66.5% of my Claude Code tokens were being spent on output I never needed to read in full. Over 7,172 commands, I watched 37.2M input tokens compress down to 12.5M, which is a number I had to re-check three times before I believed it. The piece of software responsible is 200 lines of glue sitting between my shell and the agent, and it cost me thirty seconds to install.
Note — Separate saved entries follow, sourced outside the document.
//! Command implementations.
//!
//! Each command returns an optional [`Notice`] for `main` to show; listings
//! are written straight to the log as they are produced.

pub mod account;
pub mod manage;
pub mod products;
pub mod selections;

use marigold_storefront::api::{ApiError, Product};
use marigold_storefront::catalog::StockLevel;
use marigold_storefront::error::{ClientError, Notice};
use marigold_storefront::state::AppState;
use secrecy::SecretString;

/// What every command returns.
pub type Outcome = Result<Option<Notice>, ClientError>;

/// Token of a logged-in admin or manager.
fn require_staff(state: &AppState, what: &str) -> Result<SecretString, ClientError> {
    let session = state.session();
    let token = session.token().ok_or(ClientError::Api(ApiError::Unauthenticated))?;
    if !session.role().is_staff() {
        return Err(ClientError::Forbidden(what.to_string()));
    }
    Ok(token)
}

/// One-line product description for listings.
fn product_line(product: &Product) -> String {
    let price = if product.discount_percentage.is_zero() {
        product.price.to_string()
    } else {
        format!(
            "{} (was {}, -{}%)",
            product.sale_price(),
            product.price,
            product.discount_percentage.normalize()
        )
    };
    format!(
        "#{:<5} {:<40} {:>24}  {}",
        product.id.to_string(),
        product.title,
        price,
        StockLevel::of(product)
    )
}
impl FieldErrors {
    /// No errors yet.
    #[must_use]
    pub fn new() -> Self {
        Self::default()
    }

    /// Record an error, keeping the first message per field.
    pub fn add(&mut self, field: &'static str, message: impl Into<String>) {
        self.0.entry(field).or_insert_with(|| message.into());
    }

    /// Message recorded for `field`.
    #[must_use]
    pub fn get(&self, field: &str) -> Option<&str> {
        self.0.get(field).map(String::as_str)
    }

    #[must_use]
    pub fn is_empty(&self) -> bool {
        self.0.is_empty()
    }

    #[must_use]
    pub fn len(&self) -> usize {
        self.0.len()
    }

    /// Field and message pairs in field-name order.
    pub fn iter(&self) -> impl Iterator<Item = (&'static str, &str)> {
        self.0.iter().map(|(field, message)| (*field, message.as_str()))
    }

    /// `Ok` when nothing was recorded.
    ///
    /// # Errors
    ///
    /// Returns `self` if any field failed.
    pub fn into_result(self) -> Result<(), Self> {
        if self.is_empty() { Ok(()) } else { Err(self) }
    }
}

impl std::fmt::Display for FieldErrors {
    fn fmt(&self, f: &mut std::fmt::Formatter<'_>) -> std::fmt::Result {
        let joined = self
            .iter()
            .map(|(field, message)| format!("{field}: {message}"))
            .collect::<Vec<_>>()
            .join("; ");
        f.write_str(&joined)
    }
}

impl std::error::Error for FieldErrors {}

// =============================================================================
// Field rules
// =============================================================================

fn check_email(errors: &mut FieldErrors, value: &str) {
    if value.trim().is_empty() {
        errors.add("email", "Email is required");
    } else if Email::parse(value.trim()).is_err() {
        errors.add("email", "Invalid email");
    }
}

fn check_password(errors: &mut FieldErrors, value: &SecretString, min: usize) {
    let len = value.expose_secret().chars().count();
    if len == 0 {
        errors.add("password", "Password is required");
    } else if len < min {
        errors.add(
            "password",
            format!("Password must be at least {min} characters"),
        );
    }
}

fn check_name(errors: &mut FieldErrors, field: &'static str, label: &str, value: &str, max: usize) {
    let len = value.trim().chars().count();
    if len == 0 {
        errors.add(field, format!("{label} is required"));
    } else if len < 3 {
        errors.add(field, format!("{label} must be at least 3 characters"));
    } else if len > max {
        errors.add(field, format!("{label} must be at most {max} characters"));
    }
}

fn check_age(errors: &mut FieldErrors, value: &str) {
    if value.trim().is_empty() {
        errors.add("age", "Age is required");
        return;
    }
    match value.trim().parse::<u32>() {
        Ok(age) if (MIN_AGE..=MAX_AGE).contains(&age) => {}
        Ok(_) => errors.add("age", format!("Age must be between {MIN_AGE} and {MAX_AGE}")),
        Err(_) => errors.add("age", "Age must be a number"),
    }
}

fn check_phone(errors: &mut FieldErrors, value: &str) {
    if value.trim().is_empty() {
        errors.add("phone", "Phone is required");
    } else if !PHONE_RE.is_match(value.trim()) {
        errors.add("phone", "Invalid phone number");
    }
}

// =============================================================================
// Login
// =============================================================================

/// Email and password login.
#[derive(Debug, Clone)]
pub struct LoginForm {
    pub email: String,
    pub password: SecretString,
}
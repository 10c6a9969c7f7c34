//! User and product management commands for admin and manager accounts.
//!
//! Role checks here only decide what the CLI offers; the API enforces access.

use std::path::Path;

use marigold_core::{ProductId, Role, UserId};
use marigold_storefront::api::ImageUpload;
use marigold_storefront::error::{ClientError, Notice};
use marigold_storefront::forms::{NewUserForm, ProductForm, SignupForm, UserUpdate};
use marigold_storefront::state::AppState;
use tracing::info;

use super::{Outcome, require_staff};
use crate::{ProductArgs, SignupArgs};

// =============================================================================
// Users
// =============================================================================

/// List every user.
pub async fn list_users(state: &AppState) -> Outcome {
    let token = require_staff(state, "user management")?;
    let users = state.api().users(&token).await?;
    for user in &users {
        info!(
            "#{:<5} {:<30} {:<30} {}",
            user.id.to_string(),
            user.display_name(),
            user.email.as_deref().unwrap_or("-"),
            user.role
        );
    }
    info!("{} users", users.len());
    Ok(None)
}

/// Create a user with a role.
pub async fn create_user(state: &AppState, details: SignupArgs, role: Option<Role>) -> Outcome {
    let token = require_staff(state, "user management")?;
    let form = NewUserForm {
        details: SignupForm::from(details),
        role,
    };
    form.validate()?;

    let created = state.api().create_user(&token, &form).await?;
    Ok(Some(Notice::success(format!(
        "Created {} ({}) as #{}",
        created.display_name(),
        created.role,
        created.id
    ))))
}

/// Update a user's profile.
pub async fn update_user(state: &AppState, id: UserId, update: UserUpdate) -> Outcome {
    let token = require_staff(state, "user management")?;
    update.validate()?;
    state.api().update_user(&token, id, &update).await?;
    Ok(Some(Notice::success("User updated")))
}

/// Delete a user.
pub async fn delete_user(state: &AppState, id: UserId) -> Outcome {
    let token = require_staff(state, "user management")?;
    state.api().delete_user(&token, id).await?;
    Ok(Some(Notice::success("User deleted")))
}

// =============================================================================
// Products
// =============================================================================

fn read_image(path: &Path) -> Result<ImageUpload, ClientError> {
    ImageUpload::from_path(path)
        .map_err(|e| ClientError::BadRequest(format!("Could not read {}: {e}", path.display())))
}

/// Build a product form from `name=value` pairs and image paths.
fn product_form(args: ProductArgs) -> Result<ProductForm, ClientError> {
    let mut form = ProductForm::new();
    for field in &args.fields {
        let (name, value) = field
            .split_once('=')
            .ok_or_else(|| ClientError::BadRequest(format!("Expected NAME=VALUE, got '{field}'")))?;
        form.set(name.trim(), value)
            .map_err(|name| ClientError::BadRequest(format!("Unknown product field '{name}'")))?;
    }
    form.thumbnail = args.thumbnail.as_deref().map(read_image).transpose()?;
    form.images = args.images.iter().map(|p| read_image(p)).collect::<Result<_, _>>()?;
    Ok(form)
}

/// Create a product.
pub async fn add_product(state: &AppState, args: ProductArgs) -> Outcome {
    let token = require_staff(state, "product management")?;
    let form = product_form(args)?;
    form.validate()?;
    state.api().add_product(&token, &form).await?;
    Ok(Some(Notice::success("Your product has been added successfully.")))
}

/// Update a product.
pub async fn update_product(
    state: &AppState,
    id: ProductId,
    args: ProductArgs,
    keep_images: Vec<String>,
) -> Outcome {
    let token = require_staff(state, "product management")?;
    let mut form = product_form(args)?;
    form.existing_images = keep_images;
    form.validate_update()?;
    state.api().update_product(&token, id, &form).await?;
    Ok(Some(Notice::success("Product updated")))
}

/// Delete a product.
pub async fn delete_product(state: &AppState, id: ProductId) -> Outcome {
    let token = require_staff(state, "product management")?;
    state.api().delete_product(&token, id).await?;
    Ok(Some(Notice::success("Your product has been deleted successfully.")))
}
TL;DR: A thin CLI proxy called contextzip (built on the upstream RTK toolkit) compressed 24.7M tokens out of my Claude Code sessions across 7,172 commands by rewriting git, ls, cat, and curl output before the model ever saw it. Install it, register the hook, and run contextzip gain an hour later to see the receipt.
The Receipt: 24.7M Tokens You Wouldn't Have Spent
Before I explain the mechanism, look at what it actually produced on my machine. This is raw output from contextzip gain, cleaned up into a stable column layout so DEV.to doesn't mangle it.
contextzip gain — lifetime stats
────────────────────────────────────────────────────
total commands processed 7,172
input tokens (pre-compress) 37,200,000
output tokens (post-compress) 12,500,000
tokens saved 24,700,000
average compression 66.5%
average exec time / command 5m 3s
────────────────────────────────────────────────────
top wins by absolute savings
────────────────────────────────────────────────────
contextzip read 768 calls 15.3M saved 29.0% avg
contextzip ls 2,251 calls 741.3K saved 63.5% avg
contextzip:toml ps aux 26 calls — 98.1% avg
contextzip curl -s https://… 4 calls — 100.0% avg
────────────────────────────────────────────────────
That is not a synthetic benchmark. Every number in that block is a command I actually ran against a real codebase, over real sessions, on a real Mac running zsh on darwin. 7,172 is a statistically meaningful sample size, which matters because most posts about token optimization are written after twelve runs and a vibe.
The moment I saw that contextzip read alone had saved 15.3M tokens, I kept scrolling the log to check I wasn't misreading a unit. I wasn't. A single subcommand across 768 invocations had saved more tokens than my entire previous month of API spend.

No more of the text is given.